Stored data
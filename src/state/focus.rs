//! Focused (detail) view transition for the emblem.
//!
//! Entering focus shrinks the emblem and parks it beside the section
//! content; exiting restores it to the origin at full size. The controller
//! owns the transform targets exclusively; the render tick reads the
//! current values every frame.

use crate::anim;
use crate::scene::{OrthoCamera, Viewport};
use crate::stage::StageRefs;
use log::*;

/// Scale the emblem shrinks to in focused mode.
///
const DETAIL_SCALE: f64 = 0.2;

/// Fraction of the frustum width used for the horizontal offset.
///
const CAMERA_MOVE_FACTOR: f64 = 0.12;

/// Extra multiplier pushing the emblem a little further out than the raw
/// camera-move distance.
///
const HORIZONTAL_OVERSHOOT: f64 = 1.2;

/// Summed absolute delta across scale + position channels under which the
/// transition counts as complete.
///
const POSITION_THRESHOLD: f64 = 0.1;

/// Hover boost applied to the current scale in focused mode, hinting that a
/// click will leave the detail view.
///
const HOVER_SCALE_BOOST: f64 = 1.1;

/// Fallback navbar anchor, in pixels from the top, when the resolved
/// reference table has no navbar entry.
///
const NAVBAR_FALLBACK_Y_PX: f64 = 80.0;

/// Governs enter/exit of the focused view and the emblem's scale/position
/// interpolation toward the mode's targets.
///
#[derive(Debug, Clone)]
pub struct FocusController {
    focused: bool,
    transitioning: bool,
    current_scale: f64,
    target_scale: f64,
    current_position: [f64; 3],
    target_position: [f64; 3],
    camera_controls_enabled: bool,
}

impl Default for FocusController {
    fn default() -> Self {
        FocusController {
            focused: false,
            transitioning: false,
            current_scale: 1.0,
            target_scale: 1.0,
            current_position: [0.0; 3],
            target_position: [0.0; 3],
            camera_controls_enabled: true,
        }
    }
}

impl FocusController {
    pub fn new() -> Self {
        Self::default()
    }

    pub fn is_focused(&self) -> bool {
        self.focused
    }

    pub fn is_transitioning(&self) -> bool {
        self.transitioning
    }

    /// Whether free camera manipulation is currently allowed.
    ///
    pub fn camera_controls_enabled(&self) -> bool {
        self.camera_controls_enabled
    }

    pub fn scale(&self) -> f64 {
        self.current_scale
    }

    pub fn target_scale(&self) -> f64 {
        self.target_scale
    }

    pub fn position(&self) -> [f64; 3] {
        self.current_position
    }

    pub fn target_position(&self) -> [f64; 3] {
        self.target_position
    }

    /// Enter the focused view. The horizontal target is proportional to the
    /// current frustum width; the vertical target projects the navbar's
    /// screen-space center into world space. Idempotent no-op when already
    /// focused or mid-transition.
    ///
    pub fn enter(
        &mut self,
        camera: &OrthoCamera,
        viewport: Viewport,
        refs: &StageRefs,
    ) -> bool {
        if self.focused || self.transitioning {
            debug!("Ignoring focus enter (already focused or transitioning).");
            return false;
        }

        self.transitioning = true;
        self.focused = true;
        self.camera_controls_enabled = false;

        let move_distance = camera.width() * CAMERA_MOVE_FACTOR;
        self.target_scale = DETAIL_SCALE;
        self.target_position[0] = -move_distance * HORIZONTAL_OVERSHOOT;

        let anchor_y_px = match refs.navbar_center_y {
            Some(y) => y,
            None => {
                warn!("Navbar reference missing; using fallback anchor.");
                NAVBAR_FALLBACK_Y_PX
            }
        };
        let ndc_y = viewport.pixel_y_to_ndc(anchor_y_px);
        self.target_position[1] = camera.unproject_ndc_y(ndc_y);
        self.target_position[2] = 0.0;

        info!(
            "Entering focused view, target scale {} position {:?}.",
            self.target_scale, self.target_position
        );
        true
    }

    /// Exit the focused view, restoring scale 1 at the origin. Idempotent
    /// no-op when not focused.
    ///
    pub fn exit(&mut self) -> bool {
        if !self.focused {
            debug!("Ignoring focus exit (not focused).");
            return false;
        }

        self.transitioning = true;
        self.focused = false;
        self.camera_controls_enabled = true;

        self.target_scale = 1.0;
        self.target_position = [0.0; 3];

        info!("Exiting focused view.");
        true
    }

    /// Advance scale and position one frame. The transitioning flag clears
    /// once the combined delta across all four channels falls under the
    /// threshold; this check is independent of the rotation machine, so
    /// rotation and focus transitions run concurrently.
    ///
    pub fn tick(&mut self) {
        let diffs = [
            self.target_scale - self.current_scale,
            self.target_position[0] - self.current_position[0],
            self.target_position[1] - self.current_position[1],
            self.target_position[2] - self.current_position[2],
        ];

        // Keep interpolating past the completion threshold until every
        // channel has snapped onto its target.
        if !self.transitioning && diffs.iter().all(|d| *d == 0.0) {
            return;
        }

        self.current_scale = anim::approach(self.current_scale, self.target_scale);
        for axis in 0..3 {
            self.current_position[axis] =
                anim::approach(self.current_position[axis], self.target_position[axis]);
        }

        if self.transitioning && anim::total_abs_diff(&diffs) < POSITION_THRESHOLD {
            self.transitioning = false;
            debug!("Focus transition completed.");
        }
    }

    /// Temporary scale boost while the pointer hovers the emblem in focused
    /// mode. Overrides only the current value; the target is untouched, so
    /// the regular interpolation restores the baseline once hovering stops.
    ///
    pub fn apply_hover_boost(&mut self) {
        if self.focused {
            self.current_scale = self.target_scale * HOVER_SCALE_BOOST;
        }
    }
}

#[cfg(test)]
mod tests {
    use super::*;

    fn camera_and_viewport() -> (OrthoCamera, Viewport) {
        let viewport = Viewport::new(1000.0, 1000.0);
        (OrthoCamera::new(viewport), viewport)
    }

    fn settle(controller: &mut FocusController) {
        for _ in 0..500 {
            controller.tick();
            if !controller.is_transitioning() {
                return;
            }
        }
        panic!("focus transition did not settle");
    }

    #[test]
    fn test_enter_sets_targets_once() {
        let (camera, viewport) = camera_and_viewport();
        let refs = StageRefs::new(Some(40.0));
        let mut controller = FocusController::new();

        assert!(controller.enter(&camera, viewport, &refs));
        assert_eq!(controller.target_scale(), DETAIL_SCALE);
        let first_target = controller.target_position();
        // frustum width 100 -> move distance 12 -> x = -14.4
        assert!((first_target[0] + 14.4).abs() < 1e-9);

        // Second call before completion is a no-op; targets unchanged.
        assert!(!controller.enter(&camera, viewport, &refs));
        assert_eq!(controller.target_position(), first_target);
    }

    #[test]
    fn test_vertical_target_projects_navbar_center() {
        let (camera, viewport) = camera_and_viewport();
        let refs = StageRefs::new(Some(250.0));
        let mut controller = FocusController::new();
        controller.enter(&camera, viewport, &refs);
        // 250px of 1000 -> ndc 0.5 -> world y = 25 on a 100-unit frustum.
        assert!((controller.target_position()[1] - 25.0).abs() < 1e-9);
    }

    #[test]
    fn test_missing_navbar_uses_fallback() {
        let (camera, viewport) = camera_and_viewport();
        let mut controller = FocusController::new();
        controller.enter(&camera, viewport, &StageRefs::default());
        // 80px of 1000 -> ndc 0.84 -> world y = 42.
        assert!((controller.target_position()[1] - 42.0).abs() < 1e-9);
    }

    #[test]
    fn test_enter_disables_camera_controls_exit_restores() {
        let (camera, viewport) = camera_and_viewport();
        let mut controller = FocusController::new();
        assert!(controller.camera_controls_enabled());
        controller.enter(&camera, viewport, &StageRefs::new(Some(40.0)));
        assert!(!controller.camera_controls_enabled());
        settle(&mut controller);
        controller.exit();
        assert!(controller.camera_controls_enabled());
    }

    #[test]
    fn test_exit_when_not_focused_is_noop() {
        let mut controller = FocusController::new();
        assert!(!controller.exit());
        assert!(!controller.is_transitioning());
    }

    #[test]
    fn test_transition_completes_under_threshold() {
        let (camera, viewport) = camera_and_viewport();
        let mut controller = FocusController::new();
        controller.enter(&camera, viewport, &StageRefs::new(Some(40.0)));
        assert!(controller.is_transitioning());
        settle(&mut controller);
        assert!((controller.scale() - DETAIL_SCALE).abs() < POSITION_THRESHOLD);
    }

    #[test]
    fn test_exit_returns_to_origin() {
        let (camera, viewport) = camera_and_viewport();
        let mut controller = FocusController::new();
        controller.enter(&camera, viewport, &StageRefs::new(Some(40.0)));
        settle(&mut controller);
        controller.exit();
        settle(&mut controller);
        assert_eq!(controller.target_scale(), 1.0);
        assert_eq!(controller.target_position(), [0.0; 3]);
        for _ in 0..500 {
            controller.tick();
        }
        assert_eq!(controller.scale(), 1.0);
        assert_eq!(controller.position(), [0.0; 3]);
    }

    #[test]
    fn test_hover_boost_leaves_target_untouched() {
        let (camera, viewport) = camera_and_viewport();
        let mut controller = FocusController::new();
        controller.enter(&camera, viewport, &StageRefs::new(Some(40.0)));
        settle(&mut controller);

        controller.apply_hover_boost();
        assert!((controller.scale() - DETAIL_SCALE * HOVER_SCALE_BOOST).abs() < 1e-9);
        assert_eq!(controller.target_scale(), DETAIL_SCALE);

        // Without hovering the interpolation pulls the scale back down.
        let boosted = controller.scale();
        controller.tick();
        assert!(controller.scale() < boosted);
    }

    #[test]
    fn test_hover_boost_ignored_outside_focus() {
        let mut controller = FocusController::new();
        controller.apply_hover_boost();
        assert_eq!(controller.scale(), 1.0);
    }
}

Problem statement
Only one stretch of the records above is wanted: the lines between the one holding "self.camera_controls_enabled = false;" and the one holding "let ndc_y = viewport.pixel_y_to_ndc(anchor_y_px);", inclusive, reproduced exactly.

Solution for this exercise
        self.camera_controls_enabled = false;

        let move_distance = camera.width() * CAMERA_MOVE_FACTOR;
        self.target_scale = DETAIL_SCALE;
        self.target_position[0] = -move_distance * HORIZONTAL_OVERSHOOT;

        let anchor_y_px = match refs.navbar_center_y {
            Some(y) => y,
            None => {
                warn!("Navbar reference missing; using fallback anchor.");
                NAVBAR_FALLBACK_Y_PX
            }
        };
        let ndc_y = viewport.pixel_y_to_ndc(anchor_y_px);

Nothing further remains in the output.